## Exercise description
Report back every line in the data that includes the string "CoverageUniverse".

Stored data:
╭──
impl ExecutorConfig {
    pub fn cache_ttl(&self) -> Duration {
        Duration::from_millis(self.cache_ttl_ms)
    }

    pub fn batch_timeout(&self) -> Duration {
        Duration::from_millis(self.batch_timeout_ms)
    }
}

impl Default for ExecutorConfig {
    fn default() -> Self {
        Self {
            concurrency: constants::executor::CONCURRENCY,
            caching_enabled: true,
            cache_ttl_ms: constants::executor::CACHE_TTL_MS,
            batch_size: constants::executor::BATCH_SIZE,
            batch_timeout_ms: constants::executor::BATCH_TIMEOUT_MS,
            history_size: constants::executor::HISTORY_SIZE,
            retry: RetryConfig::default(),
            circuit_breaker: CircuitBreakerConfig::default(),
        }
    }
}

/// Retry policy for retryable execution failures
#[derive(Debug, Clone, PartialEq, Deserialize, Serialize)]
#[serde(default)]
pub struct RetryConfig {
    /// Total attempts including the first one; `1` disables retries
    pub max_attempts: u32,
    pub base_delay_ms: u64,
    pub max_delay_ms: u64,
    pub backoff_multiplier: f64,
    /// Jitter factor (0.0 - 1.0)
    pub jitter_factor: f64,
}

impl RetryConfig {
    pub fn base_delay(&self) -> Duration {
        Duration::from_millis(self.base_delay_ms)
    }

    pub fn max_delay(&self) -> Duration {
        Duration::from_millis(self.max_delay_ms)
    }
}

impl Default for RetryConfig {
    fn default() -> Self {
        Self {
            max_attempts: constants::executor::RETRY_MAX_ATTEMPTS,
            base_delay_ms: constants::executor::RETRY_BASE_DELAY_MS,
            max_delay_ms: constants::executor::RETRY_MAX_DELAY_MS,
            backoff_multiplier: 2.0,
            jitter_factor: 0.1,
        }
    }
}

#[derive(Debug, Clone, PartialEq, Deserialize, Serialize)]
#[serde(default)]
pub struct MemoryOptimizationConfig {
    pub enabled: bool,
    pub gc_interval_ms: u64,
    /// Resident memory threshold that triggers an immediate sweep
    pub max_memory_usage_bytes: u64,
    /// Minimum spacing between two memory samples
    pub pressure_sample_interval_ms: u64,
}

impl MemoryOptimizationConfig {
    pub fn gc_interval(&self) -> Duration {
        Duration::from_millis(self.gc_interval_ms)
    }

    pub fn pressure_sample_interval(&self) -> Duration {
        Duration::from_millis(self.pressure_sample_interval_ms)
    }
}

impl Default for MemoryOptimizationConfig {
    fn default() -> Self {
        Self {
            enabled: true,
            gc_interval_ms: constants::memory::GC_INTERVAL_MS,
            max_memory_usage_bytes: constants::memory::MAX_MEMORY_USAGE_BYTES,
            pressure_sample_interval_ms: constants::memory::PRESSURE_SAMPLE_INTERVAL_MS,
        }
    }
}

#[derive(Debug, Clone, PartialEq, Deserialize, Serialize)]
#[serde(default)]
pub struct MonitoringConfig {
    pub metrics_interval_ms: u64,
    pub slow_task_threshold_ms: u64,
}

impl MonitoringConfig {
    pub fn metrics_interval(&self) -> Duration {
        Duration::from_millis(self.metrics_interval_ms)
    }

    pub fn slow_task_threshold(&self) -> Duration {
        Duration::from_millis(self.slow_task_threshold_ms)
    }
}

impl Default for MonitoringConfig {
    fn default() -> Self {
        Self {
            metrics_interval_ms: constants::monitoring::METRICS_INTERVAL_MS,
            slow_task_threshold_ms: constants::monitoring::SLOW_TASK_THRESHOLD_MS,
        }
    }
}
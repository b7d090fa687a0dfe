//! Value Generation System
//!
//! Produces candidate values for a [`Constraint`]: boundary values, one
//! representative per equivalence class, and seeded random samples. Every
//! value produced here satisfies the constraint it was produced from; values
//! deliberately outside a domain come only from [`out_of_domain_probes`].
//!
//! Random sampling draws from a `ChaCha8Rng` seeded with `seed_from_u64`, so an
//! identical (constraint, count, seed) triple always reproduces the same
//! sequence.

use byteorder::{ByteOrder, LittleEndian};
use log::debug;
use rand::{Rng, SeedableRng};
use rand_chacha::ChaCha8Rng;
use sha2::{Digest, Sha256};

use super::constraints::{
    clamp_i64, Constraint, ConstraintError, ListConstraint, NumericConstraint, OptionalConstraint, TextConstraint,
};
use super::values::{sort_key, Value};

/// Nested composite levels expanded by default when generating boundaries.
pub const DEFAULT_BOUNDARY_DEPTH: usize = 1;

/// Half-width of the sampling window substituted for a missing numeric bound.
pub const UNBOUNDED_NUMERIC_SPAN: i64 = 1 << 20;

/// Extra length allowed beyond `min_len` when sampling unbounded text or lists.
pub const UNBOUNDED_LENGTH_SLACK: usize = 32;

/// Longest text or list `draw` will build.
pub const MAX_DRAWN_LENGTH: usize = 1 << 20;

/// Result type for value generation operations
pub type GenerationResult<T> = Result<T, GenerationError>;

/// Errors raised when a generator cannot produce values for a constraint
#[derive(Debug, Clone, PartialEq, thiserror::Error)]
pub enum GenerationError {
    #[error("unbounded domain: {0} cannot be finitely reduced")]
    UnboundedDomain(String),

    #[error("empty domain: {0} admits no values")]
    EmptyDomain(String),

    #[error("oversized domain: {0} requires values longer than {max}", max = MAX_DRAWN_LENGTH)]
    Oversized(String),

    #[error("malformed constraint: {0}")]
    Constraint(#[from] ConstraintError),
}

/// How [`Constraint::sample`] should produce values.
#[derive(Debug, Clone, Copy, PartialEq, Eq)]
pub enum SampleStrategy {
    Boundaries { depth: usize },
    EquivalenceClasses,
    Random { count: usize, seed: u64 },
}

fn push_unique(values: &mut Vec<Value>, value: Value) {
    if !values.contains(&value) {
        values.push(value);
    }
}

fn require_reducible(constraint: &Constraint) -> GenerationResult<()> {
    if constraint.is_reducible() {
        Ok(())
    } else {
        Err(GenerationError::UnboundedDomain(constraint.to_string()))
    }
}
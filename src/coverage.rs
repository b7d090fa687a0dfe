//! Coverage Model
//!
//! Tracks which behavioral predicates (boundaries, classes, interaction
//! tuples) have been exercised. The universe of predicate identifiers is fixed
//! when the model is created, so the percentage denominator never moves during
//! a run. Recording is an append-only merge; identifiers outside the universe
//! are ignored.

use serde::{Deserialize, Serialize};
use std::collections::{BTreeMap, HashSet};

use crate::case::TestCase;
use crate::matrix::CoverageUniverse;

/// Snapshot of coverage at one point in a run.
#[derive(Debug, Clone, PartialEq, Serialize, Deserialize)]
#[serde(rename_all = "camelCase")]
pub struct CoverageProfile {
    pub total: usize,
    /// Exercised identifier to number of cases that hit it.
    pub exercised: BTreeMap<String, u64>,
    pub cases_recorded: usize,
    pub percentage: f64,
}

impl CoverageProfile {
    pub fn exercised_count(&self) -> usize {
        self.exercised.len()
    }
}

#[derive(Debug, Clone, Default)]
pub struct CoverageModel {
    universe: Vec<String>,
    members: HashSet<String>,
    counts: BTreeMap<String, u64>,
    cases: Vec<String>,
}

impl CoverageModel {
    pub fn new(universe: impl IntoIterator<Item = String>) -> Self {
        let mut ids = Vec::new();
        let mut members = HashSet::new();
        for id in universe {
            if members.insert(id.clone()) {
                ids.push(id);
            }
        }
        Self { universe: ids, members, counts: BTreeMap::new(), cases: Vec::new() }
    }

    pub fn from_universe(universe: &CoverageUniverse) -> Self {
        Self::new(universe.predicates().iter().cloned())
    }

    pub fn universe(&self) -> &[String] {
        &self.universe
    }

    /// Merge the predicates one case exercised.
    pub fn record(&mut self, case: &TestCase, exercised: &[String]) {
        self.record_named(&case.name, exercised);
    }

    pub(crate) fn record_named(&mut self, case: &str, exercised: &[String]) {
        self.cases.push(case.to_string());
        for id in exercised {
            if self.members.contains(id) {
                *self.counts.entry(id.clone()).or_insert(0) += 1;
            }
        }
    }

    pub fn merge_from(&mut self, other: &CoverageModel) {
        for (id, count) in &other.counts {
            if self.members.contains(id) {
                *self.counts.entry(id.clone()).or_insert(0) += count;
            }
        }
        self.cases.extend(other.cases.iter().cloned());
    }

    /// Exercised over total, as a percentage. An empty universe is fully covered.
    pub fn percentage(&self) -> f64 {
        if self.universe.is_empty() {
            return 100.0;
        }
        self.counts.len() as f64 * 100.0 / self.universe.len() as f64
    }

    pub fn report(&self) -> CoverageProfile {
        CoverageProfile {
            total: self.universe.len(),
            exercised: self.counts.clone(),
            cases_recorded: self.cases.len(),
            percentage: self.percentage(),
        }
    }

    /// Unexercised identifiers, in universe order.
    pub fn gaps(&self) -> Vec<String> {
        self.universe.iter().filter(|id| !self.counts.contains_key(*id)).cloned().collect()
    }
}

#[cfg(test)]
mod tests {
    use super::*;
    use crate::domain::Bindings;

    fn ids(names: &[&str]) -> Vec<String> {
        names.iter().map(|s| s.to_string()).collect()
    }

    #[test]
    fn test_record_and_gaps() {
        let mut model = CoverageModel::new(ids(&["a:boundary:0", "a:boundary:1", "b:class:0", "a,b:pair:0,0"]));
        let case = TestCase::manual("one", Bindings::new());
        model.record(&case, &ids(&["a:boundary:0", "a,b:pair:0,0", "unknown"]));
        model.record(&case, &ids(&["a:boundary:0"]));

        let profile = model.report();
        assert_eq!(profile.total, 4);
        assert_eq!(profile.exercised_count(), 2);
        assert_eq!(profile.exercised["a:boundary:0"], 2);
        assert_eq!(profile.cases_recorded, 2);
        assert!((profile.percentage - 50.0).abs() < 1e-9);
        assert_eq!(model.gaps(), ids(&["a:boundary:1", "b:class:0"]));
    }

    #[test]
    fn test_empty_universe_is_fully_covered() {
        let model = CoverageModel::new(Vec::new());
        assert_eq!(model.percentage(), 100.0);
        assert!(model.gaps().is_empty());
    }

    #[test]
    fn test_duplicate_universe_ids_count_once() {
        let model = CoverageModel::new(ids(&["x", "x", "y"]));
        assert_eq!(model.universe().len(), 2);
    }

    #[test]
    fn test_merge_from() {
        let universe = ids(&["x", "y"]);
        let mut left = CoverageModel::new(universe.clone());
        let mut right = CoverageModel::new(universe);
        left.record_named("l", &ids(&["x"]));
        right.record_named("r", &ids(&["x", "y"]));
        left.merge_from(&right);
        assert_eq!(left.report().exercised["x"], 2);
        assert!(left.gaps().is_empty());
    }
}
╰──
## Output
use crate::matrix::CoverageUniverse;
    pub fn from_universe(universe: &CoverageUniverse) -> Self {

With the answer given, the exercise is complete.